Saturday, August 14, 2010

On My Wishlist #8



On My Wishlist is a fun weekly event hosted by Book Chick City and runs every Saturday. It's where I list all the books I desperately want but haven't actually bought yet. They can be old, new or forthcoming.

Wicked Intentions (Maiden Lane)
Author: Elizabeth Hoyt
Title: Wicked Intentions
Book Blurb: Bestseller Hoyt (To Desire a Devil) brings steamy sensuality to the slums of early 18th-century London in this engaging series launch. Demure widow Temperance Dews desperately needs funding for her orphanage. Lazarus Huntington, the famously debauched Lord Caire, needs to find out who murdered one of his mistresses. Lazarus offers Temperance an interesting bargain: if she will be his guide in the grimy neighborhood of St. Giles, he will pay the rent she owes and introduce her to more respectable nobility who might serve as patrons. Dire circumstances force the pair into intimate situations as they discover each other's deepest secrets, and Temperance reveals the passion hidden beneath her puritanical dress. Readers will enjoy the unusual pairing of an aristocratic man and a poor but educated widow, enhanced by earthy, richly detailed characterizations and deft historical touches.

Why I Want It: I was looking at this one at Walmart a few weeks ago. I love historical romances and when you combine them with a little bit of mystery, that makes it even more appealing for me.

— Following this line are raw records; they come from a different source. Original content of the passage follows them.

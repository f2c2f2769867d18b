//! HTTP client for a Hugging Face style model hub.
//!
//! Files resolve at `{base_url}/{repo_id}/resolve/{revision}/{path}` and are
//! cached under `{cache_dir}/{repo_id with '/' → '--'}/{path}`. A cached file
//! is served without touching the network.

use std::io::Write;
use std::path::{Path, PathBuf};
use std::time::Duration;

use agrigate_core::{ArtifactId, ArtifactSource, FetchError, GatewayConfig};
use async_trait::async_trait;
use tracing::{debug, info};

pub struct HubFetcher {
    client: reqwest::Client,
    base_url: String,
    repo_id: String,
    revision: String,
    cache_dir: PathBuf,
    timeout_secs: u64,
}

impl HubFetcher {
    pub fn new(config: &GatewayConfig) -> Result<Self, FetchError> {
        let client = reqwest::Client::builder()
            .timeout(Duration::from_secs(config.fetch_timeout_secs))
            .build()
            .map_err(|e| FetchError::Transport(Box::new(e)))?;
        Ok(Self {
            client,
            base_url: config.base_url.trim_end_matches('/').to_string(),
            repo_id: config.repo_id.clone(),
            revision: config.revision.clone(),
            cache_dir: config.cache_dir.clone(),
            timeout_secs: config.fetch_timeout_secs,
        })
    }

    pub fn url_for(&self, id: &ArtifactId) -> String {
        format!(
            "{}/{}/resolve/{}/{}",
            self.base_url, self.repo_id, self.revision, id
        )
    }

    pub fn cache_path(&self, id: &ArtifactId) -> PathBuf {
        self.cache_dir
            .join(self.repo_id.replace('/', "--"))
            .join(id.as_path())
    }

    fn map_transport(&self, id: &ArtifactId, e: reqwest::Error) -> FetchError {
        if e.is_timeout() {
            FetchError::Timeout {
                id: id.to_string(),
                secs: self.timeout_secs,
            }
        } else {
            FetchError::Transport(Box::new(e))
        }
    }

    async fn download(&self, id: &ArtifactId, dest: &Path) -> Result<(), FetchError> {
        let url = self.url_for(id);
        info!(url = %url, "downloading artifact");

        let resp = self
            .client
            .get(&url)
            .send()
            .await
            .map_err(|e| self.map_transport(id, e))?;
        let status = resp.status();
        if status == reqwest::StatusCode::NOT_FOUND {
            return Err(FetchError::NotFound(id.to_string()));
        }
        if !status.is_success() {
            let body = resp.text().await.unwrap_or_default();
            return Err(FetchError::Server {
                status: status.as_u16(),
                body,
            });
        }
        let bytes = resp.bytes().await.map_err(|e| self.map_transport(id, e))?;

        let dest = dest.to_path_buf();
        let size = bytes.len();
        tokio::task::spawn_blocking(move || write_atomic(&dest, &bytes))
            .await
            .map_err(|e| FetchError::Io(std::io::Error::other(e)))??;
        info!(artifact = %id, bytes = size, "cached artifact");
        Ok(())
    }
}

/// Write via a temp file in the destination directory, then rename, so
/// readers never observe a partial file and concurrent writers of the same
/// key both leave a complete one.
fn write_atomic(dest: &Path, bytes: &[u8]) -> Result<(), FetchError> {
    let parent = dest
        .parent()
        .ok_or_else(|| FetchError::InvalidId(dest.display().to_string()))?;
    std::fs::create_dir_all(parent)?;
    let mut tmp = tempfile::NamedTempFile::new_in(parent)?;
    tmp.write_all(bytes)?;
    tmp.as_file().sync_all()?;
    tmp.persist(dest).map_err(|e| FetchError::Io(e.error))?;
    Ok(())
}

#[async_trait]
impl ArtifactSource for HubFetcher {
    async fn fetch(&self, id: &ArtifactId) -> Result<PathBuf, FetchError> {
        let path = self.cache_path(id);
        if tokio::fs::try_exists(&path).await? {
            debug!(artifact = %id, "cache hit");
            return Ok(path);
        }
        self.download(id, &path).await?;
        Ok(path)
    }

    fn describe(&self) -> String {
        format!("{}/{}@{}", self.base_url, self.repo_id, self.revision)
    }
}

Rapacia: The Second Circle of Heck (Circles of Heck)
Author:Dale E. Basye
Title: Rapacia: The Second Circle Of Heck
Book Blurb: With her innocent and geeky younger brother Milton having been the first person ever to escape from Heck in the first book of this series, Marlo Fauster, a blue-haired, street-smart, 13-year-old shoplifter is punitively sent to the second circle of Heck, Rapacia. There, greedy dead kids are meant to endure suitable punishment by being torturously tantalized in Mallvana, a sprawling, shimmery showcase containing compelling consumer goodies they're doomed to achingly desire but never possess. As Marlo tries to figure out how to play Heck's ambitious administrators against one another and maximize her position in this underage underworld, Milton, back on the Earth's surface and uncomfortably undead, is trying to figure out how to, as his body and soul degrade, right himself so he can return to Heck to rejoin—and possibly save—his sister. Complete with a touching and instructive ending, this book is the second cornucopia of corny humor and creative characters in a series that seems destined to, Dante-style, drag readers through all nine levels of a hilariously imagined Heck. If so, librarians and parents might want to go along for this boisterous ride over the River Styx and share this series aloud as it unfolds; a good chunk of Basye's witty allusions reference 20th-century pop culture and are bound to tickle adult funny bones even more than they do those of middle-level readers

Why I Want It: I fell in love with this series the minute I read the blurb for the first book, Heck: Where the Bad Kids Go. There are 3 Circles of Heck books now. I need to read them all ASAP.

Sarah's KeyAuthor: Tatiana de Rosnay
Title: Sarah's Key
Book Blurb: De Rosnay's U.S. debut fictionalizes the 1942 Paris roundups and deportations, in which thousands of Jewish families were arrested, held at the Vélodrome d'Hiver outside the city, then transported to Auschwitz. Forty-five-year-old Julia Jarmond, American by birth, moved to Paris when she was 20 and is married to the arrogant, unfaithful Bertrand Tézac, with whom she has an 11-year-old daughter. Julia writes for an American magazine and her editor assigns her to cover the 60th anniversary of the Vél' d'Hiv' roundups. Julia soon learns that the apartment she and Bertrand plan to move into was acquired by Bertrand's family when its Jewish occupants were dispossessed and deported 60 years before. She resolves to find out what happened to the former occupants: Wladyslaw and Rywka Starzynski, parents of 10-year-old Sarah and four-year-old Michel. The more Julia discovers—especially about Sarah, the only member of the Starzynski family to survive—the more she uncovers about Bertrand's family, about France and, finally, herself. Already translated into 15 languages, the novel is De Rosnay's 10th (but her first written in English, her first language). It beautifully conveys Julia's conflicting loyalties, and makes Sarah's trials so riveting, her innocence so absorbing, that the book is hard to put down

Why I Want It: Because Target told me I do! Every time I go in the store they have it front and center, and I keep picking it up, but other things keep catching my eye. I still want this one though.

4 comments:

pussreboots said...

Heck is on my wishlist too. I hope you get what you're wishing for. Here's what I'm wishing for this week.

Aleksandra said...

Great books :) I have Wicked Intentions on my wishlist also & I like the sound of the other two, too :) Enjoy your day!!!

Pablo Molina said...

i`ve read sarahs key is a very good book hope u like it!

Lover Of Romance said...

Looks like some good ones you have!!!